Collected data entries:
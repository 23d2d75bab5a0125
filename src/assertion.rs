//! Assertion rules evaluated against HTTP responses.
//!
//! Rules are function-call strings such as `equals(status_code,200)` or
//! `contains(body,"welcome")`. Evaluation is pure: the same response and
//! environment always produce the same failed set. A failed rule is recorded
//! with the literal rule text and the observed value; it is never an error.

use std::collections::HashMap;

use reqwest::header::HeaderMap;
use serde::Serialize;
use serde_json::Value;
use thiserror::Error;

/// A rule that evaluated to false, with the value the response actually had.
#[derive(Debug, Clone, PartialEq, Eq, Serialize)]
pub struct FailedAssertion {
    pub rule: String,
    pub received: String,
}

/// Parse-time errors, surfaced as plan validation failures.
#[derive(Error, Debug, PartialEq, Eq)]
pub enum RuleParseError {
    #[error("expected 'function(arg, ...)'")]
    Malformed,

    #[error("unknown function '{0}'")]
    UnknownFunction(String),

    #[error("{func} takes {expected} argument(s), got {got}")]
    ArgCount {
        func: &'static str,
        expected: usize,
        got: usize,
    },

    #[error("unterminated string literal")]
    UnterminatedString,
}

#[derive(Debug, Clone, Copy, PartialEq, Eq)]
enum Func {
    Equals,
    NotEquals,
    Contains,
    Exists,
    LessThan,
    GreaterThan,
}

impl Func {
    fn name(&self) -> &'static str {
        match self {
            Func::Equals => "equals",
            Func::NotEquals => "not_equals",
            Func::Contains => "contains",
            Func::Exists => "exists",
            Func::LessThan => "less_than",
            Func::GreaterThan => "greater_than",
        }
    }

    fn arity(&self) -> usize {
        match self {
            Func::Exists => 1,
            _ => 2,
        }
    }
}

#[derive(Debug, Clone, PartialEq)]
enum Term {
    Number(f64),
    Str(String),
    Ident(String),
}

/// A parsed assertion rule.
#[derive(Debug, Clone, PartialEq)]
pub struct Rule {
    func: Func,
    args: Vec<Term>,
}

/// Parse a rule string. Used both at plan validation and before evaluation.
pub fn parse_rule(rule: &str) -> Result<Rule, RuleParseError> {
    let rule = rule.trim();
    let open = rule.find('(').ok_or(RuleParseError::Malformed)?;
    if !rule.ends_with(')') {
        return Err(RuleParseError::Malformed);
    }

    let func = match &rule[..open] {
        "equals" => Func::Equals,
        "not_equals" => Func::NotEquals,
        "contains" => Func::Contains,
        "exists" => Func::Exists,
        "less_than" => Func::LessThan,
        "greater_than" => Func::GreaterThan,
        other => return Err(RuleParseError::UnknownFunction(other.to_string())),
    };

    let args = split_args(&rule[open + 1..rule.len() - 1])?
        .into_iter()
        .map(parse_term)
        .collect::<Result<Vec<_>, _>>()?;

    if args.len() != func.arity() {
        return Err(RuleParseError::ArgCount {
            func: func.name(),
            expected: func.arity(),
            got: args.len(),
        });
    }

    Ok(Rule { func, args })
}

/// Split on top-level commas, respecting double-quoted strings.
fn split_args(input: &str) -> Result<Vec<String>, RuleParseError> {
    let mut args = Vec::new();
    let mut current = String::new();
    let mut in_string = false;
    let mut chars = input.chars().peekable();

    while let Some(ch) = chars.next() {
        match ch {
            '"' => {
                in_string = !in_string;
                current.push(ch);
            }
            '\\' if in_string => {
                current.push(ch);
                if let Some(next) = chars.next() {
                    current.push(next);
                }
            }
            ',' if !in_string => {
                args.push(current.trim().to_string());
                current.clear();
            }
            _ => current.push(ch),
        }
    }
    if in_string {
        return Err(RuleParseError::UnterminatedString);
    }
    if !current.trim().is_empty() || !args.is_empty() {
        args.push(current.trim().to_string());
    }
    Ok(args)
}

fn parse_term(arg: String) -> Result<Term, RuleParseError> {
    if arg.starts_with('"') {
        if arg.len() < 2 || !arg.ends_with('"') {
            return Err(RuleParseError::UnterminatedString);
        }
        let inner = arg[1..arg.len() - 1].replace("\\\"", "\"");
        return Ok(Term::Str(inner));
    }
    if let Ok(n) = arg.parse::<f64>() {
        return Ok(Term::Number(n));
    }
    if arg.is_empty() {
        return Err(RuleParseError::Malformed);
    }
    Ok(Term::Ident(arg))
}

/// Everything a rule can observe about a response.
pub struct AssertContext<'a> {
    pub status_code: u16,
    pub response_time_ms: u64,
    pub response_size: u64,
    pub headers: &'a HeaderMap,
    pub body: &'a str,
    pub env: &'a HashMap<String, Value>,
}

#[derive(Debug, Clone, PartialEq)]
enum Resolved {
    Number(f64),
    Str(String),
    Missing,
}

impl Resolved {
    fn display(&self) -> String {
        match self {
            Resolved::Number(n) => {
                if n.fract() == 0.0 {
                    format!("{}", *n as i64)
                } else {
                    format!("{n}")
                }
            }
            Resolved::Str(s) => format!("{s:?}"),
            Resolved::Missing => "null".to_string(),
        }
    }
}

fn resolve(term: &Term, ctx: &AssertContext<'_>) -> Resolved {
    match term {
        Term::Number(n) => Resolved::Number(*n),
        Term::Str(s) => Resolved::Str(s.clone()),
        Term::Ident(name) => match name.as_str() {
            "status_code" => Resolved::Number(ctx.status_code as f64),
            "response_time" => Resolved::Number(ctx.response_time_ms as f64),
            "response_size" => Resolved::Number(ctx.response_size as f64),
            "body" => Resolved::Str(ctx.body.to_string()),
            _ => {
                if let Some(key) = name.strip_prefix("headers.") {
                    return match ctx.headers.get(key).and_then(|v| v.to_str().ok()) {
                        Some(v) => Resolved::Str(v.to_string()),
                        None => Resolved::Missing,
                    };
                }
                let env_key = name.strip_prefix("env.").unwrap_or(name);
                match ctx.env.get(env_key) {
                    Some(Value::String(s)) => Resolved::Str(s.clone()),
                    Some(Value::Number(n)) => {
                        Resolved::Number(n.as_f64().unwrap_or(f64::NAN))
                    }
                    Some(other) => Resolved::Str(other.to_string()),
                    None => Resolved::Missing,
                }
            }
        },
    }
}

fn compare_eq(a: &Resolved, b: &Resolved) -> bool {
    match (a, b) {
        (Resolved::Missing, _) | (_, Resolved::Missing) => false,
        (Resolved::Number(x), Resolved::Number(y)) => x == y,
        (Resolved::Str(x), Resolved::Str(y)) => x == y,
        // Mixed types compare numerically when the string parses as a number.
        (Resolved::Number(x), Resolved::Str(y)) | (Resolved::Str(y), Resolved::Number(x)) => {
            y.parse::<f64>().map(|p| p == *x).unwrap_or(false)
        }
    }
}

fn as_number(r: &Resolved) -> Option<f64> {
    match r {
        Resolved::Number(n) => Some(*n),
        Resolved::Str(s) => s.parse().ok(),
        Resolved::Missing => None,
    }
}

impl Rule {
    fn evaluate(&self, ctx: &AssertContext<'_>) -> (bool, String) {
        let observed = resolve(&self.args[0], ctx);
        let passed = match self.func {
            Func::Equals => compare_eq(&observed, &resolve(&self.args[1], ctx)),
            Func::NotEquals => {
                !matches!(observed, Resolved::Missing)
                    && !compare_eq(&observed, &resolve(&self.args[1], ctx))
            }
            Func::Contains => match (&observed, resolve(&self.args[1], ctx)) {
                (Resolved::Str(hay), Resolved::Str(needle)) => hay.contains(&needle),
                (Resolved::Str(hay), Resolved::Number(n)) => {
                    hay.contains(&Resolved::Number(n).display())
                }
                _ => false,
            },
            Func::Exists => !matches!(observed, Resolved::Missing),
            Func::LessThan => match (as_number(&observed), as_number(&resolve(&self.args[1], ctx)))
            {
                (Some(x), Some(y)) => x < y,
                _ => false,
            },
            Func::GreaterThan => {
                match (as_number(&observed), as_number(&resolve(&self.args[1], ctx))) {
                    (Some(x), Some(y)) => x > y,
                    _ => false,
                }
            }
        };
        (passed, observed.display())
    }
}

/// Evaluate every rule, returning only the failures.
///
/// Unparseable rules fail with the parse error as the received value; plan
/// validation normally rejects them before a run gets here.
pub fn run_all(rules: &[String], ctx: &AssertContext<'_>) -> Vec<FailedAssertion> {
    let mut failed = Vec::new();
    for rule_text in rules {
        match parse_rule(rule_text) {
            Ok(rule) => {
                let (passed, received) = rule.evaluate(ctx);
                if !passed {
                    failed.push(FailedAssertion {
                        rule: rule_text.clone(),
                        received,
                    });
                }
            }
            Err(e) => failed.push(FailedAssertion {
                rule: rule_text.clone(),
                received: format!("parse error: {e}"),
            }),
        }
    }
    failed
}

#[cfg(test)]
mod tests {
    use super::*;
    use reqwest::header::HeaderValue;

    fn ctx<'a>(
        status: u16,
        headers: &'a HeaderMap,
        body: &'a str,
        env: &'a HashMap<String, Value>,
    ) -> AssertContext<'a> {
        AssertContext {
            status_code: status,
            response_time_ms: 120,
            response_size: body.len() as u64,
            headers,
            body,
            env,
        }
    }

    #[test]
    fn parses_common_rules() {
        assert!(parse_rule("equals(status_code,200)").is_ok());
        assert!(parse_rule(r#"equals(headers.Argentina,"Ronaldo")"#).is_ok());
        assert!(parse_rule(r#"contains(body,"hello, world")"#).is_ok());
        assert!(parse_rule("exists(headers.Content-Type)").is_ok());
    }

    #[test]
    fn rejects_malformed_rules() {
        assert!(parse_rule("equals(status_code,200").is_err());
        assert!(parse_rule("frobnicate(status_code)").is_err());
        assert!(parse_rule("equals(status_code)").is_err());
        assert!(parse_rule(r#"equals(body,"open"#).is_err());
    }

    #[test]
    fn status_and_header_failures_report_received_values() {
        let mut headers = HeaderMap::new();
        headers.insert("Argentina", HeaderValue::from_static("Messi"));
        let env = HashMap::new();
        let c = ctx(403, &headers, "", &env);

        let rules = vec![
            "equals(status_code,405)".to_string(),
            r#"equals(headers.Argentina,"Ronaldo")"#.to_string(),
        ];
        let failed = run_all(&rules, &c);

        assert_eq!(failed.len(), 2);
        assert_eq!(failed[0].rule, "equals(status_code,405)");
        assert_eq!(failed[0].received, "403");
        assert_eq!(failed[1].received, "\"Messi\"");
    }

    #[test]
    fn evaluation_is_pure() {
        let headers = HeaderMap::new();
        let env = HashMap::new();
        let c = ctx(200, &headers, r#"{"ok":true}"#, &env);
        let rules = vec![
            "equals(status_code,200)".to_string(),
            r#"contains(body,"nope")"#.to_string(),
        ];

        let first = run_all(&rules, &c);
        let second = run_all(&rules, &c);
        assert_eq!(first, second);
        assert_eq!(first.len(), 1);
    }

    #[test]
    fn numeric_comparisons() {
        let headers = HeaderMap::new();
        let env = HashMap::new();
        let c = ctx(200, &headers, "ok", &env);

        assert!(run_all(&["less_than(response_time,1000)".into()], &c).is_empty());
        assert_eq!(run_all(&["greater_than(response_time,1000)".into()], &c).len(), 1);
        assert!(run_all(&["equals(response_size,2)".into()], &c).is_empty());
    }

    #[test]
    fn env_variables_resolve() {
        let headers = HeaderMap::new();
        let mut env = HashMap::new();
        env.insert("token".to_string(), Value::String("abc".into()));
        let c = ctx(200, &headers, "", &env);

        assert!(run_all(&[r#"equals(env.token,"abc")"#.into()], &c).is_empty());
        assert!(run_all(&["exists(token)".into()], &c).is_empty());
        assert_eq!(run_all(&["exists(missing_var)".into()], &c).len(), 1);
    }

    #[test]
    fn assertions_against_absent_response_still_run() {
        let headers = HeaderMap::new();
        let env = HashMap::new();
        let c = ctx(0, &headers, "", &env);

        let failed = run_all(&["equals(status_code,200)".into()], &c);
        assert_eq!(failed.len(), 1);
        assert_eq!(failed[0].received, "0");
    }
}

Exercise goal — Reproduce verbatim the lines above, from the line with "y.parse::<f64>().map(|p| p == *x).unwrap_or(false)" through the line with "let passed = match".

Answer to this exercise —
            y.parse::<f64>().map(|p| p == *x).unwrap_or(false)
        }
    }
}

fn as_number(r: &Resolved) -> Option<f64> {
    match r {
        Resolved::Number(n) => Some(*n),
        Resolved::Str(s) => s.parse().ok(),
        Resolved::Missing => None,
    }
}

impl Rule {
    fn evaluate(&self, ctx: &AssertContext<'_>) -> (bool, String) {
        let observed = resolve(&self.args[0], ctx);
        let passed = match self.func {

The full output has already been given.